A child of sun-kissed skin and curly brown hair, blue of eye and quick to smile. In the Prophet’s vision, the boy had approached the Coffer of Devla, hand outstretched and ready to lift the lid, just before the unleashing of a great power had seared into the Prophet’s mind and flung him awake. There were other people in the vision, but the Prophet had focused on the boy. All his life, he had expected one such as he, an innocent vessel of pure heart and mind, the perfect avatar for the Creator’s designs.

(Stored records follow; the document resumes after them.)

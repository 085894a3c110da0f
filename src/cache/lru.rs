//! Recency List Module
//!
//! Doubly-linked list of cache entries ordered by recency, stored in an arena
//! of slots addressed by stable indices.

use crate::cache::Entry;
use crate::error::{CacheError, Result};

// == Node Reference ==
/// Stable position of an entry in the recency list.
///
/// A reference stays valid while its entry is in the list, no matter how
/// often the entry is moved.
#[derive(Debug, Clone, Copy, PartialEq, Eq, Hash)]
pub struct NodeRef(usize);

#[derive(Debug)]
struct Node<V> {
    entry: Entry<V>,
    prev: Option<usize>,
    next: Option<usize>,
}

#[derive(Debug)]
enum Slot<V> {
    Occupied(Node<V>),
    Vacant { next_free: Option<usize> },
}

// == Recency List ==
/// Orders entries by last touch.
///
/// - Front (head) = most recently used
/// - Back (tail) = least recently used
///
/// Every operation is O(1). Removed slots go onto a free list and are
/// reused by later inserts.
#[derive(Debug)]
pub struct RecencyList<V> {
    slots: Vec<Slot<V>>,
    head: Option<usize>,
    tail: Option<usize>,
    free: Option<usize>,
    len: usize,
}

impl<V> Default for RecencyList<V> {
    fn default() -> Self {
        Self::new()
    }
}

impl<V> RecencyList<V> {
    // == Constructor ==
    /// Creates a new empty list.
    pub fn new() -> Self {
        Self {
            slots: Vec::new(),
            head: None,
            tail: None,
            free: None,
            len: 0,
        }
    }

    // == Insert Front ==
    /// Adds a new entry at the most-recent position.
    ///
    /// The caller guarantees `key` is not already in the list.
    pub fn insert_front(&mut self, key: String, value: V) -> NodeRef {
        let node = Node {
            entry: Entry { key, value },
            prev: None,
            next: None,
        };

        let idx = match self.free {
            Some(idx) => {
                if let Slot::Vacant { next_free } = self.slots[idx] {
                    self.free = next_free;
                }
                self.slots[idx] = Slot::Occupied(node);
                idx
            }
            None => {
                self.slots.push(Slot::Occupied(node));
                self.slots.len() - 1
            }
        };

        self.link_front(idx);
        self.len += 1;
        NodeRef(idx)
    }

    // == Move To Front ==
    /// Marks an entry as most recently used without touching its value.
    pub fn move_to_front(&mut self, node: NodeRef) {
        if self.head == Some(node.0) {
            return;
        }
        self.unlink(node.0);
        self.link_front(node.0);
    }

    // == Remove ==
    /// Detaches the entry at `node` and returns its key and value.
    ///
    /// # Panics
    /// Panics if `node` does not refer to a live entry.
    pub fn remove(&mut self, node: NodeRef) -> (String, V) {
        self.unlink(node.0);
        let slot = std::mem::replace(
            &mut self.slots[node.0],
            Slot::Vacant {
                next_free: self.free,
            },
        );
        self.free = Some(node.0);
        self.len -= 1;

        match slot {
            Slot::Occupied(node) => (node.entry.key, node.entry.value),
            Slot::Vacant { .. } => panic!("stale node reference {:?}", node),
        }
    }

    // == Remove Least Recent ==
    /// Detaches and returns the least recently used entry.
    ///
    /// Returns `CacheError::Empty` if the list holds nothing.
    pub fn remove_least_recent(&mut self) -> Result<(String, V)> {
        let node = self.least_recent().ok_or(CacheError::Empty)?;
        Ok(self.remove(node))
    }

    // == Peek Least Recent ==
    /// Returns the least recently used entry's reference without removing it.
    pub fn least_recent(&self) -> Option<NodeRef> {
        self.tail.map(NodeRef)
    }

    /// Returns the entry at `node`, if it is live.
    pub fn get(&self, node: NodeRef) -> Option<&Entry<V>> {
        match self.slots.get(node.0) {
            Some(Slot::Occupied(node)) => Some(&node.entry),
            _ => None,
        }
    }

    // == Length ==
    /// Returns the number of entries in the list.
    pub fn len(&self) -> usize {
        self.len
    }

    // == Is Empty ==
    pub fn is_empty(&self) -> bool {
        self.len == 0
    }

    /// Iterates keys from most to least recently used.
    pub fn keys(&self) -> impl Iterator<Item = &str> + '_ {
        let mut cursor = self.head;
        std::iter::from_fn(move || {
            let idx = cursor?;
            let node = self.node(idx);
            cursor = node.next;
            Some(node.entry.key.as_str())
        })
    }

    /// Drops every entry.
    pub fn clear(&mut self) {
        self.slots.clear();
        self.head = None;
        self.tail = None;
        self.free = None;
        self.len = 0;
    }

    // == Link Helpers ==
    fn node(&self, idx: usize) -> &Node<V> {
        match &self.slots[idx] {
            Slot::Occupied(node) => node,
            Slot::Vacant { .. } => panic!("vacant slot {} is linked", idx),
        }
    }

    fn node_mut(&mut self, idx: usize) -> &mut Node<V> {
        match &mut self.slots[idx] {
            Slot::Occupied(node) => node,
            Slot::Vacant { .. } => panic!("vacant slot {} is linked", idx),
        }
    }

    fn link_front(&mut self, idx: usize) {
        let old_head = self.head;
        {
            let node = self.node_mut(idx);
            node.prev = None;
            node.next = old_head;
        }
        match old_head {
            Some(head) => self.node_mut(head).prev = Some(idx),
            None => self.tail = Some(idx),
        }
        self.head = Some(idx);
    }

    fn unlink(&mut self, idx: usize) {
        let (prev, next) = {
            let node = self.node(idx);
            (node.prev, node.next)
        };
        match prev {
            Some(prev) => self.node_mut(prev).next = next,
            None => self.head = next,
        }
        match next {
            Some(next) => self.node_mut(next).prev = prev,
            None => self.tail = prev,
        }
    }
}
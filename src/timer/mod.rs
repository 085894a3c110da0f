//! Timer Module
//!
//! Single-shot, cancellable timers used to drive TTL expiry.

mod scheduler;

pub use scheduler::{delay_from_millis, CancelHandle, Scheduler, TimerTask, TokioScheduler};
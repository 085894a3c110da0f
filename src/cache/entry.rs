//! Cache Entry Module
//!
//! Defines a stored entry and the result of looking one up.

use serde::Serialize;

// == Cache Entry ==
/// A single cached key/value pair, owned by its recency list slot.
#[derive(Debug, Clone, PartialEq, Eq)]
pub struct Entry<V> {
    /// The key the entry is indexed under
    pub key: String,
    /// The stored value
    pub value: V,
}

// == Lookup ==
/// Outcome of a cache read.
///
/// `cached` is the only presence signal. A hit may carry a value that is
/// itself null-like (`serde_json::Value::Null`, `None`), which is still a hit.
#[derive(Debug, Clone, PartialEq, Eq, Serialize)]
pub struct Lookup<V> {
    /// Whether the key was present
    pub cached: bool,
    /// The stored value on a hit, `None` on a miss
    pub value: Option<V>,
}

impl<V> Lookup<V> {
    /// A hit carrying the stored value.
    pub fn hit(value: V) -> Self {
        Self {
            cached: true,
            value: Some(value),
        }
    }

    /// A miss.
    pub fn miss() -> Self {
        Self {
            cached: false,
            value: None,
        }
    }

    /// Collapses the lookup into an `Option`, `Some` exactly on a hit.
    pub fn into_option(self) -> Option<V> {
        if self.cached {
            self.value
        } else {
            None
        }
    }
}

impl<V> From<Option<V>> for Lookup<V> {
    fn from(found: Option<V>) -> Self {
        match found {
            Some(value) => Self::hit(value),
            None => Self::miss(),
        }
    }
}
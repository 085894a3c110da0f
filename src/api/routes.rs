//! API Routes
//!
//! Configures the Axum router with all cache endpoints.

use axum::{
    routing::{delete, get, put},
    Router,
};
use tower_http::{
    cors::{Any, CorsLayer},
    trace::TraceLayer,
};

use super::handlers::{
    delete_handler, get_handler, health_handler, set_handler, stats_handler, AppState,
};

/// Creates the main router with all endpoints configured.
///
/// # Endpoints
/// - `PUT /set` - Store a JSON value, optionally with `expire_after_ms`
/// - `GET /get/:key` - Look up a key
/// - `DELETE /del/:key` - Clear a key
/// - `GET /stats` - Get cache statistics
/// - `GET /health` - Health check endpoint
///
/// # Middleware
/// - CORS: Allows any origin
/// - Tracing: Logs all requests
pub fn create_router(state: AppState) -> Router {
    let cors = CorsLayer::new()
        .allow_origin(Any)
        .allow_methods(Any)
        .allow_headers(Any);

    Router::new()
        .route("/set", put(set_handler))
        .route("/get/:key", get(get_handler))
        .route("/del/:key", delete(delete_handler))
        .route("/stats", get(stats_handler))
        .route("/health", get(health_handler))
        .layer(cors)
        .layer(TraceLayer::new_for_http())
        .with_state(state)
}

Devlan scholars believed a warrior would come to free their people. But the Prophet thought otherwise. The Creator never did the obvious. He worked in mysterious ways. And what better lesson of his power than to work through a helpless child?
Visions were never exactly as they seemed. He knew this. If the past was any judge, then he had glimpsed but a tiny piece of the puzzle, a veiled portent of the future.
Still, this was the most powerful vision he had ever had, gripping him like a seizure. He knew Devla had been speaking to him.
Go. Find the boy. Help him fulfill his mission.
During the evening meal that night, as the winds keened around the tents of the worshippers and threatened to coalesce into deadly funnel storms, the Prophet sat among his people, breaking bread with his neighbors, accepting no special privileges. All of his closest supporters were present except Allira, his favorite of all, and whom he did not consider a disciple. Though she traveled with him, he knew she did not possess the same faith, which
made her presence and loyalty all the more remarkable. A gift from Devla she was, this silent healer from afar.
Except for a growing atmosphere of despair, it was an evening like any other in the Devlan settlement—until the Prophet called for quiet and leapt atop one of the tables, his eyes ablaze with the fervor of belief. Those closest to him lowered their utensils as the Prophet raised his hands, his wheat-colored hair unbound and falling to his shoulders.
“The Templar has come,” he said, his voice ringing through the dining hall. With a conviction that sent chills up and down his arms, and caused his followers to leap to their feet in elation, he repeated the words he had waited a lifetime to speak.
“He has come, I tell you! The Templar has come to Urfe, and it is our duty to find him!”
-31-
“Impossible,” Rucker said, as he stared out of the window of the abandoned house, down at the demon-infested streets of Badŏn.
“We’ll be spotted at once,” Val agreed. He wondered whether Badŏn was Urfe’s equivalent of the Roman city of Bath in England.
Ferin waved a hand. “Why do you think I’ve never left this building?”
Adaira approached the window. “Dida, can you create a one-way, translucent ward? Such that I cannot be spotted from the window?”
“Indeed,” Dida said. He stepped forward, outlined the perimeter of the window with his hands, and concentrated. “Done,” he said, after a few moments.
“Thank you,” Adaira said. “Now, I need some time.” She remained standing in front of the window, shrugging off questions. When she turned around, Val saw a look of determined satisfaction in her eyes. “A sewer grate lies but two blocks from the bath house. On the left rear side.”
“How do you know?” Val asked. “What spell was that?”
“Owl Vision. It adjusts the size of the retina and blocks out non-essential rays of light, allowing one to see into the distance.”